Today, the smart home is plagued by a lack of interoperability, high prices, lack of enticing value propositions, painful installation processes, and some shortfall meeting consumer expectations. With this latest unveiling, Amazon has addressed many of these issues. It isn’t perfect. Pushback is likely from manufacturers who don’t want Amazon to own the entire customer experience and want consumers to use their apps so they can collect data too. Apple has had similar issues with HomeKit. There is also the risk that irrelevant suggestions by Alexa could have a more negative impact on the user experience.

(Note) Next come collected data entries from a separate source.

#[cfg(test)]
mod test {
  use std::{sync::Arc, thread::scope};

  use tessera_ecs_macros::Component;

  use super::{UnsafeWorldCell, World};
  use crate::{
    self as tessera_ecs,
    components::Name,
    config::EcsConfig,
    error::EcsError,
    storage::ArchetypeId,
  };

  #[derive(Component, Debug, PartialEq, Clone, Copy)]
  struct Health(u32);

  #[derive(Component, Debug, PartialEq, Clone, Copy, Default)]
  struct Armor(u32);

  #[derive(Component, Debug, PartialEq)]
  struct Player;

  #[test]
  fn resource() {
    let mut world = World::new();

    world.add_resource(0i32);
    world.add_resource(5i32);

    let res = world.get_resource::<i32>().unwrap();
    assert_eq!(*res, 0);
  }

  #[test]
  fn resource_mut() {
    let mut world = World::new();

    world.add_resource(0i32);

    let res = world.get_resource_mut::<i32>().unwrap();
    *res = 1;
    assert_eq!(world.get_resource::<i32>(), Some(&1));

    world.set_resource(7i32);
    assert_eq!(world.remove_resource::<i32>(), Some(7));
    assert!(!world.contains_resource::<i32>());
  }

  #[test]
  fn resource_or_insert() {
    let mut world = World::new();

    *world.get_resource_or_insert_with(|| 1u8) += 1;
    *world.get_resource_or_insert_with(|| 10u8) += 1;

    assert_eq!(world.get_resource::<u8>(), Some(&3));
  }

  #[test]
  #[should_panic]
  fn panic_resource() {
    let world = World::new();

    let _ = world.get_resource::<i32>().unwrap();
  }

  #[test]
  fn builder() {
    let mut world = World::new();

    let e = world
      .spawn()
      .named("player")
      .with(Health(10))
      .with_bundle((Armor(2), Player))
      .build();

    assert_eq!(world.get::<Name>(e), Ok(&Name::from("player")));
    assert_eq!(world.get::<Health>(e), Ok(&Health(10)));
    assert!(world.has::<Player>(e));
    assert_eq!(world.len(), 1);
  }

  #[test]
  fn stale_entities() {
    let mut world = World::new();

    let e = world.create_entity(Health(1));
    assert!(world.despawn(e));
    assert!(!world.despawn(e));

    assert_eq!(world.get::<Health>(e), Err(EcsError::StaleEntity(e)));
    assert_eq!(world.add(e, Armor(1)), Err(EcsError::StaleEntity(e)));
    assert_eq!(world.set(e, Health(2)), Err(EcsError::StaleEntity(e)));
    assert!(!world.has::<Health>(e));
    assert!(!world.remove::<Health>(e));

    let reused = world.create_entity(Health(3));
    assert_eq!(reused.id(), e.id());
    assert_ne!(reused.generation(), e.generation());
    assert!(!world.is_alive(e));
    assert_eq!(world.get::<Health>(reused), Ok(&Health(3)));
  }

  #[test]
  fn missing_component() {
    let mut world = World::new();
    let e = world.create_entity(Health(1));

    assert!(matches!(
      world.get::<Armor>(e),
      Err(EcsError::MissingComponent { .. })
    ));
  }

  #[test]
  fn add_set_remove() {
    let mut world = World::new();
    let e = world.create_entity(Health(1));

    world.add(e, Armor(3)).unwrap();
    assert_eq!(world.get::<Armor>(e), Ok(&Armor(3)));

    assert_eq!(world.set(e, Armor(4)), Ok(Some(Armor(3))));
    assert_eq!(world.set(e, Player), Ok(None));
    assert!(world.has::<Player>(e));

    world.get_mut::<Health>(e).unwrap().0 = 9;
    assert_eq!(world.get::<Health>(e), Ok(&Health(9)));

    assert!(world.remove::<Armor>(e));
    assert!(!world.remove::<Armor>(e));
    assert_eq!(world.get::<Health>(e), Ok(&Health(9)));
  }

  #[test]
  fn defaults() {
    let mut world = World::new();
    let armor = world.register_default::<Armor>();
    let health = world.register::<Health>();
    let e = world.create_entity(());

    world.add_default_by_id(e, armor).unwrap();
    assert_eq!(world.get::<Armor>(e), Ok(&Armor(0)));
    assert_eq!(
      world.add_default_by_id(e, health),
      Err(EcsError::NoDefault(std::any::type_name::<Health>()))
    );
  }

  #[test]
  fn capacity() {
    let mut world = World::with_config(&EcsConfig::default().set_max_entities(2));

    world.create_entity(());
    let e = world.create_entity(());
    assert!(matches!(
      world.try_create_entity(()),
      Err(EcsError::CapacityExhausted(_))
    ));

    world.despawn(e);
    assert!(world.try_create_entity(()).is_ok());
  }

  #[test]
  fn signatures() {
    let mut world = World::new();
    world.create_entity((Health(1), Armor(1)));
    world.create_entity((Armor(2), Health(2)));
    world.create_entity(Health(3));

    let mut signatures = world.archetype_signatures();
    signatures.sort();

    let mut expected = vec![
      (
        vec![
          std::any::type_name::<Armor>(),
          std::any::type_name::<Health>(),
        ],
        2,
      ),
      (vec![std::any::type_name::<Health>()], 1),
    ];
    expected.sort();
    assert_eq!(signatures, expected);
  }

  #[test]
  fn column_access() {
    let mut world = World::new();
    let e = world.create_entity(Health(1));
    world.create_entity(Health(2));

    let archetype = world.location(e).unwrap().archetype;
    assert_ne!(archetype, ArchetypeId::EMPTY);

    for health in world.column_mut::<Health>(archetype).unwrap() {
      health.0 += 1;
    }
    assert_eq!(world.column::<Health>(archetype).unwrap(), &[Health(2), Health(3)]);
  }

  #[test]
  fn shared_reads() {
    let mut world = World::new();
    world.add_resource(42u64);

    let cell = UnsafeWorldCell::new(&mut world);
    let arc = Arc::new(cell);

    scope(|s| {
      let threads = (0..4)
        .map(|_| {
          let arc = arc.clone();
          s.spawn(move || {
            let cell = *arc;
            unsafe { *cell.world().get_resource::<u64>().unwrap() }
          })
        })
        .collect::<Vec<_>>();

      for thread in threads {
        assert_eq!(thread.join().unwrap(), 42);
      }
    });
  }
}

However, it is progress toward a better smart home experience. 

What’s the Bottom Line?

This recent market activity demonstrates Amazon’s strategy to own the home, which is very different from its rival tech giant, Google. Google’s respective event in October featured far fewer devices and didn’t have nearly the wow-factor of Amazon’s. But that’s because its priorities are different. By introducing low cost devices and fostering an ecosystem where all interactions take place seamlessly through Alexa, Amazon fuels its retail and services business, while Google collects your data and figures out how to better target advertisements. As both companies race to own the smart home through a flurry of investments, acquisitions, updates, and new releases, each will do so in a way that ultimately benefits their bottom line, whether it be selling to you or selling you.